BRIEF -> This task calls for copying each line below that contains "rules".

***** PROVIDED ENTRIES *****

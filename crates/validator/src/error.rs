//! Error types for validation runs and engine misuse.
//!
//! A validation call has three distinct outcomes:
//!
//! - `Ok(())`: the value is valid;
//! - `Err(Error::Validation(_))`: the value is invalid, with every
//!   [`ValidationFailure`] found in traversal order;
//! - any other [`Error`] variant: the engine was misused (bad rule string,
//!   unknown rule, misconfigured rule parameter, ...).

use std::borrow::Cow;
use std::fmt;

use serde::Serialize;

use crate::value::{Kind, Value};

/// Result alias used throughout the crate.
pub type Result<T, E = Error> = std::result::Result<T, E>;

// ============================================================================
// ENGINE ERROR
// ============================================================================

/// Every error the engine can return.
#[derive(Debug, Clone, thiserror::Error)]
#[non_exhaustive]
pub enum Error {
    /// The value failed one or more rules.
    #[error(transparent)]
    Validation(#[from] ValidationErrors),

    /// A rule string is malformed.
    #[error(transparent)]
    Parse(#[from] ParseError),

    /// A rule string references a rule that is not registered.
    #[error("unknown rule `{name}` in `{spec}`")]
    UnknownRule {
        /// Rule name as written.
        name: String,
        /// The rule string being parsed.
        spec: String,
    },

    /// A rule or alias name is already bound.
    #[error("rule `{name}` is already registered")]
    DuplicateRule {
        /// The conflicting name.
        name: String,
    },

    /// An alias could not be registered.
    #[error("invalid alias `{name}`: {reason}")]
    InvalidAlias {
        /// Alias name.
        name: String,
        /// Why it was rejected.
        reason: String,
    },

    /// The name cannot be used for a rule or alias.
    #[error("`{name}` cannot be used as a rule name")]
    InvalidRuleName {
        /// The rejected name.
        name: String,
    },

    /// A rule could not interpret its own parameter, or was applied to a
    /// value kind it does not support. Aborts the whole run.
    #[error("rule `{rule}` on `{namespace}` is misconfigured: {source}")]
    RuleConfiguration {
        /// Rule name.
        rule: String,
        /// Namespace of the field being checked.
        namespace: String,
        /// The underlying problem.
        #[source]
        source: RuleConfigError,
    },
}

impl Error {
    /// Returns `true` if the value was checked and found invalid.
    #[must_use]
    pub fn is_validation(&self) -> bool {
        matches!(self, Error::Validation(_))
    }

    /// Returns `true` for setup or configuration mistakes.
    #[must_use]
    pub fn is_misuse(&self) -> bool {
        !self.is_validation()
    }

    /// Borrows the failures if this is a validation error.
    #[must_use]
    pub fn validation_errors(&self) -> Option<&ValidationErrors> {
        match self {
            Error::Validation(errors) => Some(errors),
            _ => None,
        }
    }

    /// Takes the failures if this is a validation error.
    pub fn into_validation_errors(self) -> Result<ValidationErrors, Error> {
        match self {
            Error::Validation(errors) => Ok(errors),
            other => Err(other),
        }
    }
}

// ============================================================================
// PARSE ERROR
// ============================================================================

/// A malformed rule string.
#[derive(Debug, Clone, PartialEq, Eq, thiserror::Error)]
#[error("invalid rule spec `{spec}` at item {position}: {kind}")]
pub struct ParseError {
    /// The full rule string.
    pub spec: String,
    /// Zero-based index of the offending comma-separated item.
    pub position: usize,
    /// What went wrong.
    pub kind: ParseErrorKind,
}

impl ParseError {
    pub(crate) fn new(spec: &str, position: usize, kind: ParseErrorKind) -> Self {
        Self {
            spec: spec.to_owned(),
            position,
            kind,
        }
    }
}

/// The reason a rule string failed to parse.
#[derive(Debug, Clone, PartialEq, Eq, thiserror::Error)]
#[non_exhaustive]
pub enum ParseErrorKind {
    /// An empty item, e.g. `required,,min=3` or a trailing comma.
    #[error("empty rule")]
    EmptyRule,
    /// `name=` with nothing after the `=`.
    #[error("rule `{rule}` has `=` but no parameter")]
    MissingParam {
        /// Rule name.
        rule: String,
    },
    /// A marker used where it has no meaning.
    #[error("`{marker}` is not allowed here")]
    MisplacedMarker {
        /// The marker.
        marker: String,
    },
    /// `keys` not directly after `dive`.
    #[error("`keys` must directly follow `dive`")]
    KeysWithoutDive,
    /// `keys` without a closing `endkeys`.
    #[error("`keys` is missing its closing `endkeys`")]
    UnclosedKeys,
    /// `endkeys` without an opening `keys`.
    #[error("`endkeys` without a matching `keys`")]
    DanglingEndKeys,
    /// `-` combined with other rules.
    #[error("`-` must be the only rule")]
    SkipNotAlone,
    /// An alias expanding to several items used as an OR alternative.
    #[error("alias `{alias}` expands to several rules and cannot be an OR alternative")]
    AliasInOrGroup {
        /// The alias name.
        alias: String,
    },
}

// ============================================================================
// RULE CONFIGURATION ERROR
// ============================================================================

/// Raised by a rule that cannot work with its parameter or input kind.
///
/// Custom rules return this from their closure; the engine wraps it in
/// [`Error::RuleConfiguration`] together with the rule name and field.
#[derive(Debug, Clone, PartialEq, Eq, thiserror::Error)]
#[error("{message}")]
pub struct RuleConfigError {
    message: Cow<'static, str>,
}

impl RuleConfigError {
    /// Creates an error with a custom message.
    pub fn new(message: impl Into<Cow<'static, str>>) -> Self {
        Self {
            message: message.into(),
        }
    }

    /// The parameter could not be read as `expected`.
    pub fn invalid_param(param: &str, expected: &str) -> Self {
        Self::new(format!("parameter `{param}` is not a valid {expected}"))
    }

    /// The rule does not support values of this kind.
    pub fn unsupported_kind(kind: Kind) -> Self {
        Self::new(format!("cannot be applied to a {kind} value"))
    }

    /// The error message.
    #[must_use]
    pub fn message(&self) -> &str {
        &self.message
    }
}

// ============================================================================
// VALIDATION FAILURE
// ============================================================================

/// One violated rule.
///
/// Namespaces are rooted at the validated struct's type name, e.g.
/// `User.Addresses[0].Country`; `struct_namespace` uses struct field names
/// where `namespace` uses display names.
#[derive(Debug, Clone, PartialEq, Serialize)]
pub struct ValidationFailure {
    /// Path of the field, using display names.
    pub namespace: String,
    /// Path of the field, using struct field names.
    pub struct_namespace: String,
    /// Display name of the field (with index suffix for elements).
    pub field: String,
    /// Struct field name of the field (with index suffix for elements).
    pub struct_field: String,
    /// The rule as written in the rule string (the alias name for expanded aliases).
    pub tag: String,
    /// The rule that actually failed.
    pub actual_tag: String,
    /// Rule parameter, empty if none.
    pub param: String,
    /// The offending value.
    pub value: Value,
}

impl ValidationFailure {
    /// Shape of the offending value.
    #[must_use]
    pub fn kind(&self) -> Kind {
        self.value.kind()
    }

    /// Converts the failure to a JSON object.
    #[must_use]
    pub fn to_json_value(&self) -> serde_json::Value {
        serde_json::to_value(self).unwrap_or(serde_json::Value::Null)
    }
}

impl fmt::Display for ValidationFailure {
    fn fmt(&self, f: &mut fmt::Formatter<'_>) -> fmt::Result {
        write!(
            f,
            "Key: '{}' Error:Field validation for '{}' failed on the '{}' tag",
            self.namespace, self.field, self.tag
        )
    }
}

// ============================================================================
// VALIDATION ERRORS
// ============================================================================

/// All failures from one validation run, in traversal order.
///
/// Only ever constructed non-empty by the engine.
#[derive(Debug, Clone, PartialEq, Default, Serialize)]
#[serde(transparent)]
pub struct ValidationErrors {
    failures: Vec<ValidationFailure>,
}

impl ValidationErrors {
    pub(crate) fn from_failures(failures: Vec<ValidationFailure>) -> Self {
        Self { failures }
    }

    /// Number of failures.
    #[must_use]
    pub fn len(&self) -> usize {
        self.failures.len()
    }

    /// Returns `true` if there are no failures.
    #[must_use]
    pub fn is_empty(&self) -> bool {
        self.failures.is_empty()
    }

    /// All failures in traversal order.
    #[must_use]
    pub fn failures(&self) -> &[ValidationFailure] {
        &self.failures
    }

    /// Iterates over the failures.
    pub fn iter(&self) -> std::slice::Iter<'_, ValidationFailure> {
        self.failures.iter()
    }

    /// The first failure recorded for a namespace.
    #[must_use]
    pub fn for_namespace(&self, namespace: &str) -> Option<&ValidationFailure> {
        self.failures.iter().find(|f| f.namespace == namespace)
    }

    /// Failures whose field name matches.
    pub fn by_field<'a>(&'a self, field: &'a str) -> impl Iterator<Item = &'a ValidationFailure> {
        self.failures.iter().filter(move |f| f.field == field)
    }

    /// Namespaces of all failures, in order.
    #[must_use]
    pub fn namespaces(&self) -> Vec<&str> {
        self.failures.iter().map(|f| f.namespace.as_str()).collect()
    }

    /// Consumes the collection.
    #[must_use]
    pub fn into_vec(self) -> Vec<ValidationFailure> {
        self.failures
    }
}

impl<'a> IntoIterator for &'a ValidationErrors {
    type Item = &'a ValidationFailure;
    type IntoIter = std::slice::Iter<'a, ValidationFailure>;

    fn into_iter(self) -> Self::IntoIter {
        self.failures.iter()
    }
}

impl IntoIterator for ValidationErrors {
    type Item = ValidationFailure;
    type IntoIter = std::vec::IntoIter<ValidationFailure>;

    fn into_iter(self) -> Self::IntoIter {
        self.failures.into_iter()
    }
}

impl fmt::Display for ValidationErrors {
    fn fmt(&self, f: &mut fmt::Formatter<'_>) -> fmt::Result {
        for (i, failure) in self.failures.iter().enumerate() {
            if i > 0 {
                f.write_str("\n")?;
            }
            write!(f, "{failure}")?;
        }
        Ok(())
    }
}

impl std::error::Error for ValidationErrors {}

*****

SOLUTION TO THIS TASK ->
    /// The value failed one or more rules.
    /// `-` combined with other rules.
    #[error("alias `{alias}` expands to several rules and cannot be an OR alternative")]
/// Custom rules return this from their closure; the engine wraps it in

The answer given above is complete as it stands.